While gene expression is not routinely assessed in the clinical management or treatment of HGSC, profiling gene-expression has shown success in the clinical management of many cancers and gene expression-based classifiers are of great research significance51,52,53,54,55. Our model demonstrates that the prediction of HR status in single cell sequencing data of HGSC is possible after pseudo-bulking a small number of cells, though this may result in a loss of heterogeneity and composition bias. Nonetheless, it demonstrates that the application to spatial RNA sequencing may therefore be possible. This is an exciting prospect as it would allow for the investigation of HR at the spatial subclonal level, which may reveal reversion events and further our understanding of PARPi response. Investigation into subclonal populations of HGSC that have had a restoration of their HR mechanism is of vital importance, as these cells are highly unlikely to respond to PARPi treatment and will likely persist as treatment-resistant populations. As PARPi response is of clinical significance, predicting response as opposed to HR status should be explored. Currently, predictive models do not accurately predict functional HRD in any cancer. Our gene expression classifier uses features related to genomic scaring, and its performance on reversion events of HR is unknown. This limitation comes from a lack of reversion data.
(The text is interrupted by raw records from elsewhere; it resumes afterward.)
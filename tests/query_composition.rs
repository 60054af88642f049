//! Pure-logic coverage for the query composition layer (`query.rs`):
//! pagination, windowing, and rank lookup against a deterministic
//! in-process fake backend. No Redis required — these exercise only the
//! offset arithmetic and clamping that compose the board primitives, not
//! the atomic scripts themselves (those are covered, behind `#[ignore]`,
//! in `redis_integration.rs`).

use std::collections::HashMap;
use std::sync::Mutex;

use dbx_leaderboard::error::Result;
use dbx_leaderboard::{Backend, Member, Order};

/// An in-memory sorted set, ties broken lexicographically by member id
/// ascending — the same tie-break Redis uses, reproduced so ordering
/// assertions hold without a live backend.
#[derive(Default)]
struct FakeBackend {
    sets: Mutex<HashMap<String, HashMap<String, f64>>>,
}

impl FakeBackend {
    fn new() -> Self {
        Self::default()
    }

    fn seed(&self, key: &str, members: &[(&str, i64)]) {
        let mut sets = self.sets.lock().unwrap();
        let entry = sets.entry(key.to_string()).or_default();
        for (id, score) in members {
            entry.insert(id.to_string(), *score as f64);
        }
    }

    /// Ascending order: `(score, member_id)`.
    fn ascending(&self, key: &str) -> Vec<(String, f64)> {
        let sets = self.sets.lock().unwrap();
        let mut members: Vec<(String, f64)> = sets
            .get(key)
            .map(|m| m.iter().map(|(k, v)| (k.clone(), *v)).collect())
            .unwrap_or_default();
        members.sort_by(|a, b| a.1.partial_cmp(&b.1).unwrap().then_with(|| a.0.cmp(&b.0)));
        members
    }
}

fn slice(list: &[(String, f64)], start: isize, stop: isize) -> Vec<(String, i64)> {
    let len = list.len() as isize;
    if len == 0 {
        return Vec::new();
    }
    let start = start.clamp(0, len - 1);
    let stop = stop.clamp(0, len - 1);
    if start > stop {
        return Vec::new();
    }
    list[start as usize..=stop as usize]
        .iter()
        .map(|(m, s)| (m.clone(), s.round() as i64))
        .collect()
}

impl Backend for FakeBackend {
    fn zadd(&self, key: &str, members: &[(i64, &str)]) -> Result<()> {
        let mut sets = self.sets.lock().unwrap();
        let entry = sets.entry(key.to_string()).or_default();
        for (score, member) in members {
            entry.insert(member.to_string(), *score as f64);
        }
        Ok(())
    }

    fn zincrby(&self, key: &str, delta: i64, member: &str) -> Result<i64> {
        let mut sets = self.sets.lock().unwrap();
        let entry = sets.entry(key.to_string()).or_default();
        let score = entry.entry(member.to_string()).or_insert(0.0);
        *score += delta as f64;
        Ok(*score as i64)
    }

    fn zrank(&self, key: &str, member: &str) -> Result<Option<u64>> {
        Ok(self.ascending(key).iter().position(|(m, _)| m == member).map(|i| i as u64))
    }

    fn zrevrank(&self, key: &str, member: &str) -> Result<Option<u64>> {
        let asc = self.ascending(key);
        let len = asc.len();
        Ok(asc
            .iter()
            .position(|(m, _)| m == member)
            .map(|i| (len - 1 - i) as u64))
    }

    fn zscore(&self, key: &str, member: &str) -> Result<Option<i64>> {
        let sets = self.sets.lock().unwrap();
        Ok(sets.get(key).and_then(|m| m.get(member)).map(|s| s.round() as i64))
    }

    fn zrange_withscores(&self, key: &str, start: isize, stop: isize) -> Result<Vec<(String, i64)>> {
        Ok(slice(&self.ascending(key), start, stop))
    }

    fn zrevrange_withscores(&self, key: &str, start: isize, stop: isize) -> Result<Vec<(String, i64)>> {
        let mut desc = self.ascending(key);
        desc.reverse();
        Ok(slice(&desc, start, stop))
    }

    fn zrevrangebyscore_limit(
        &self,
        key: &str,
        max: i64,
        min: i64,
        offset: isize,
        count: isize,
    ) -> Result<Vec<(String, i64)>> {
        let mut desc = self.ascending(key);
        desc.reverse();
        let filtered: Vec<(String, i64)> = desc
            .into_iter()
            .filter(|(_, s)| *s as i64 <= max && *s as i64 >= min)
            .map(|(m, s)| (m, s.round() as i64))
            .collect();
        let offset = offset.max(0) as usize;
        if offset >= filtered.len() {
            return Ok(Vec::new());
        }
        let end = if count < 0 {
            filtered.len()
        } else {
            (offset + count as usize).min(filtered.len())
        };
        Ok(filtered[offset..end].to_vec())
    }

    fn zcard(&self, key: &str) -> Result<u64> {
        Ok(self.sets.lock().unwrap().get(key).map(|m| m.len()).unwrap_or(0) as u64)
    }

    fn zrem(&self, key: &str, members: &[&str]) -> Result<u64> {
        let mut sets = self.sets.lock().unwrap();
        let mut removed = 0;
        if let Some(entry) = sets.get_mut(key) {
            for member in members {
                if entry.remove(*member).is_some() {
                    removed += 1;
                }
            }
        }
        Ok(removed)
    }

    fn ttl(&self, _key: &str) -> Result<i64> {
        Ok(-1)
    }

    fn expireat(&self, _key: &str, _unix_ts: i64) -> Result<()> {
        Ok(())
    }

    fn sadd(&self, _key: &str, _member: &str) -> Result<()> {
        Ok(())
    }

    fn del(&self, key: &str) -> Result<()> {
        self.sets.lock().unwrap().remove(key);
        Ok(())
    }

    fn eval_script(&self, _script: &str, _keys: &[&str], _args: &[String]) -> Result<::redis::Value> {
        unimplemented!("query composition never calls eval_script")
    }
}

fn ids(members: &[Member]) -> Vec<&str> {
    members.iter().map(|m| m.public_id.as_str()).collect()
}

fn ranks(members: &[Member]) -> Vec<i64> {
    members.iter().map(|m| m.rank).collect()
}

// S1: empty board.
#[test]
fn s1_empty_board_returns_empty_leaders_and_zero_pages() {
    let backend = FakeBackend::new();
    use dbx_leaderboard::query;

    assert_eq!(query::total_members(&backend, "lb1").unwrap(), 0);
    assert_eq!(query::total_pages(0, 10), 0);
    let leaders = query::get_leaders(&backend, "lb1", 1, 10, Order::Desc).unwrap();
    assert!(leaders.is_empty());

    let err = query::get_rank(&backend, "lb1", "lb1", "alice", Order::Desc).unwrap_err();
    assert!(matches!(
        err,
        dbx_leaderboard::LeaderboardError::MemberNotFound { .. }
    ));
}

// S3: 10 members a..j scored 10..1, page_size=4.
fn seed_lb2(backend: &FakeBackend) {
    let letters: Vec<String> = "abcdefghij".chars().map(|c| c.to_string()).collect();
    let members: Vec<(&str, i64)> = letters
        .iter()
        .enumerate()
        .map(|(i, id)| (id.as_str(), 10 - i as i64))
        .collect();
    backend.seed("lb2", &members);
}

#[test]
fn s3_leaders_page_two_desc() {
    let backend = FakeBackend::new();
    seed_lb2(&backend);
    use dbx_leaderboard::query;

    let leaders = query::get_leaders(&backend, "lb2", 2, 4, Order::Desc).unwrap();
    assert_eq!(ids(&leaders), vec!["e", "f", "g", "h"]);
    assert_eq!(ranks(&leaders), vec![5, 6, 7, 8]);
}

#[test]
fn s3_around_me_window_contains_target_and_is_page_sized() {
    let backend = FakeBackend::new();
    seed_lb2(&backend);
    use dbx_leaderboard::query;

    let window = query::get_around_me(&backend, "lb2", "lb2", "f", 4, Order::Desc, false).unwrap();
    assert_eq!(window.len(), 4);
    assert!(ids(&window).contains(&"f"));
    assert_eq!(ranks(&window), vec![5, 6, 7, 8]);
}

// S7: GetAroundScore pivots to the highest-ranked member with score <= target.
#[test]
fn s7_around_score_pivots_to_top_scorer() {
    let backend = FakeBackend::new();
    seed_lb2(&backend);
    use dbx_leaderboard::query;

    let window = query::get_around_score(&backend, "lb2", "lb2", 45, 4, Order::Desc).unwrap();
    assert_eq!(ranks(&window)[0], 1);
    assert!(ids(&window).contains(&"a"));
}

// Property 2: distinct scores, desc order -> ranks strictly increase as score strictly decreases.
#[test]
fn property_desc_ranks_increase_as_score_decreases() {
    let backend = FakeBackend::new();
    seed_lb2(&backend);
    use dbx_leaderboard::query;

    let leaders = query::get_leaders(&backend, "lb2", 1, 10, Order::Desc).unwrap();
    for pair in leaders.windows(2) {
        assert!(pair[0].score > pair[1].score);
        assert!(pair[0].rank < pair[1].rank);
    }
}

// Property 3: TotalPages = ceil(TotalMembers / page_size); leaders page length matches the formula.
#[test]
fn property_total_pages_and_page_length() {
    let backend = FakeBackend::new();
    seed_lb2(&backend);
    use dbx_leaderboard::query;

    let card = query::total_members(&backend, "lb2").unwrap();
    assert_eq!(card, 10);
    let pages = query::total_pages(card, 4);
    assert_eq!(pages, 3);

    for page in 1..=pages {
        let leaders = query::get_leaders(&backend, "lb2", page as i64, 4, Order::Desc).unwrap();
        let expected = (card as i64 - (page as i64 - 1) * 4).clamp(0, 4) as usize;
        assert_eq!(leaders.len(), expected);
    }
}

// Property 4: GetAroundMe returns at most page_size members, exactly page_size when card >= page_size.
#[test]
fn property_around_me_is_page_sized_when_board_is_large_enough() {
    let backend = FakeBackend::new();
    seed_lb2(&backend);
    use dbx_leaderboard::query;

    for member in "abcdefghij".chars() {
        let id = member.to_string();
        let window = query::get_around_me(&backend, "lb2", "lb2", &id, 4, Order::Desc, false).unwrap();
        assert_eq!(window.len(), 4);
        assert!(ids(&window).contains(&id.as_str()));
    }
}

#[test]
fn get_around_me_propagates_not_found_when_flag_is_unset() {
    let backend = FakeBackend::new();
    seed_lb2(&backend);
    use dbx_leaderboard::query;

    let err = query::get_around_me(&backend, "lb2", "lb2", "ghost", 4, Order::Desc, false).unwrap_err();
    assert!(matches!(
        err,
        dbx_leaderboard::LeaderboardError::MemberNotFound { .. }
    ));
}

#[test]
fn get_around_me_synthesizes_last_page_when_not_found_and_flag_is_set() {
    let backend = FakeBackend::new();
    seed_lb2(&backend);
    use dbx_leaderboard::query;

    let window = query::get_around_me(&backend, "lb2", "lb2", "ghost", 4, Order::Desc, true).unwrap();
    assert_eq!(ids(&window), vec!["g", "h", "i", "j"]);
}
As RNA sequencing of patient cohorts at relapse increases and more training data becomes available, we anticipate that future gene expression classifiers will be able to identify both the historic and current HRD status of HGSC, and therefore predict PARPi response.

Conclusions

IdentifiHR is an elastic net logistic regression model to predict HR status in HGSC, specifically, based on 209 genes. It captures both genomic signal and novel expression patterns, and outperforms existing gene expression models that can be used to predict HR status in HGSC. IdentifiHR provides foundational evidence to support further investigation into HRD fragile regions of the genome and the pan-cancer classification of HRD. We have built IdentifiHR as an R package to support use among the research and clinical community.